The first line of the entries below, the line containing "impl DataSource for", and every line between them should be repeated exactly, and nothing else.

Segment Start: Source material

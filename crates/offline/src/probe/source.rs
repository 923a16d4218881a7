use std::future::Future;

use bytes::Bytes;
use futures::{stream::BoxStream, StreamExt, TryStreamExt};
use reqwest::{
    header::{HeaderMap, RANGE},
    Client, StatusCode,
};
use url::Url;

use crate::{
    error::{OfflineError, OfflineResult},
    range::ByteRange,
};

pub type ByteStream = BoxStream<'static, OfflineResult<Bytes>>;

/// Byte-range reads against media resources.
///
/// Shared by every index probe of a build, possibly from several tasks at once, so
/// implementations take care of their own synchronization.
pub trait DataSource: Send + Sync + 'static {
    /// Opens `url`, restricted to `range` when one is given.
    fn open(
        &self,
        url: &Url,
        range: Option<ByteRange>,
    ) -> impl Future<Output = OfflineResult<ByteStream>> + Send;
}

/// [`DataSource`] over HTTP(S).
#[derive(Debug, Clone, Default)]
pub struct HttpDataSource {
    client: Client,
    headers: HeaderMap,
}

impl HttpDataSource {
    pub fn new(client: Client) -> Self {
        Self {
            client,
            headers: HeaderMap::new(),
        }
    }

    /// Headers sent with every read.
    pub fn with_headers(mut self, headers: HeaderMap) -> Self {
        self.headers = headers;
        self
    }
}

impl DataSource for HttpDataSource {
    async fn open(&self, url: &Url, range: Option<ByteRange>) -> OfflineResult<ByteStream> {
        let mut request = self.client.get(url.clone()).headers(self.headers.clone());
        if let Some(range) = range {
            let Some(header) = range.to_http_range() else {
                return Ok(futures::stream::empty().boxed());
            };
            request = request.header(RANGE, header);
        }

        let response = request.send().await?;
        if !response.status().is_success() {
            let status = response.status();
            tracing::warn!("Reading {url} failed with {status}");
            return Err(OfflineError::HttpError(status));
        }

        // A server ignoring the Range header sends the whole resource from byte 0
        let ignored_range = response.status() != StatusCode::PARTIAL_CONTENT;
        let stream = response.bytes_stream().map_err(OfflineError::from);
        let mut to_skip = match range {
            Some(range) if range.offset > 0 && ignored_range => {
                tracing::debug!("{url} ignored the byte range, skipping {} bytes", range.offset);
                range.offset
            }
            _ => 0,
        };
        if to_skip == 0 {
            return Ok(stream.boxed());
        }

        Ok(stream
            .map_ok(move |chunk| {
                let skip = to_skip.min(chunk.len() as u64);
                to_skip -= skip;
                chunk.slice(skip as usize..)
            })
            .try_filter(|chunk| futures::future::ready(!chunk.is_empty()))
            .boxed())
    }
}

Segment End: Source material

== Reply ==
filename crates/offline/src/probe/source.rs
repository 923a16d4218881a7
use std::future::Future;

use bytes::Bytes;
use futures::{stream::BoxStream, StreamExt, TryStreamExt};
use reqwest::{
    header::{HeaderMap, RANGE},
    Client, StatusCode,
};
use url::Url;

use crate::{
    error::{OfflineError, OfflineResult},
    range::ByteRange,
};

pub type ByteStream = BoxStream<'static, OfflineResult<Bytes>>;

/// Byte-range reads against media resources.
///
/// Shared by every index probe of a build, possibly from several tasks at once, so
/// implementations take care of their own synchronization.
pub trait DataSource: Send + Sync + 'static {
    /// Opens `url`, restricted to `range` when one is given.
    fn open(
        &self,
        url: &Url,
        range: Option<ByteRange>,
    ) -> impl Future<Output = OfflineResult<ByteStream>> + Send;
}

/// [`DataSource`] over HTTP(S).
#[derive(Debug, Clone, Default)]
pub struct HttpDataSource {
    client: Client,
    headers: HeaderMap,
}

impl HttpDataSource {
    pub fn new(client: Client) -> Self {
        Self {
            client,
            headers: HeaderMap::new(),
        }
    }

    /// Headers sent with every read.
    pub fn with_headers(mut self, headers: HeaderMap) -> Self {
        self.headers = headers;
        self
    }
}

impl DataSource for HttpDataSource {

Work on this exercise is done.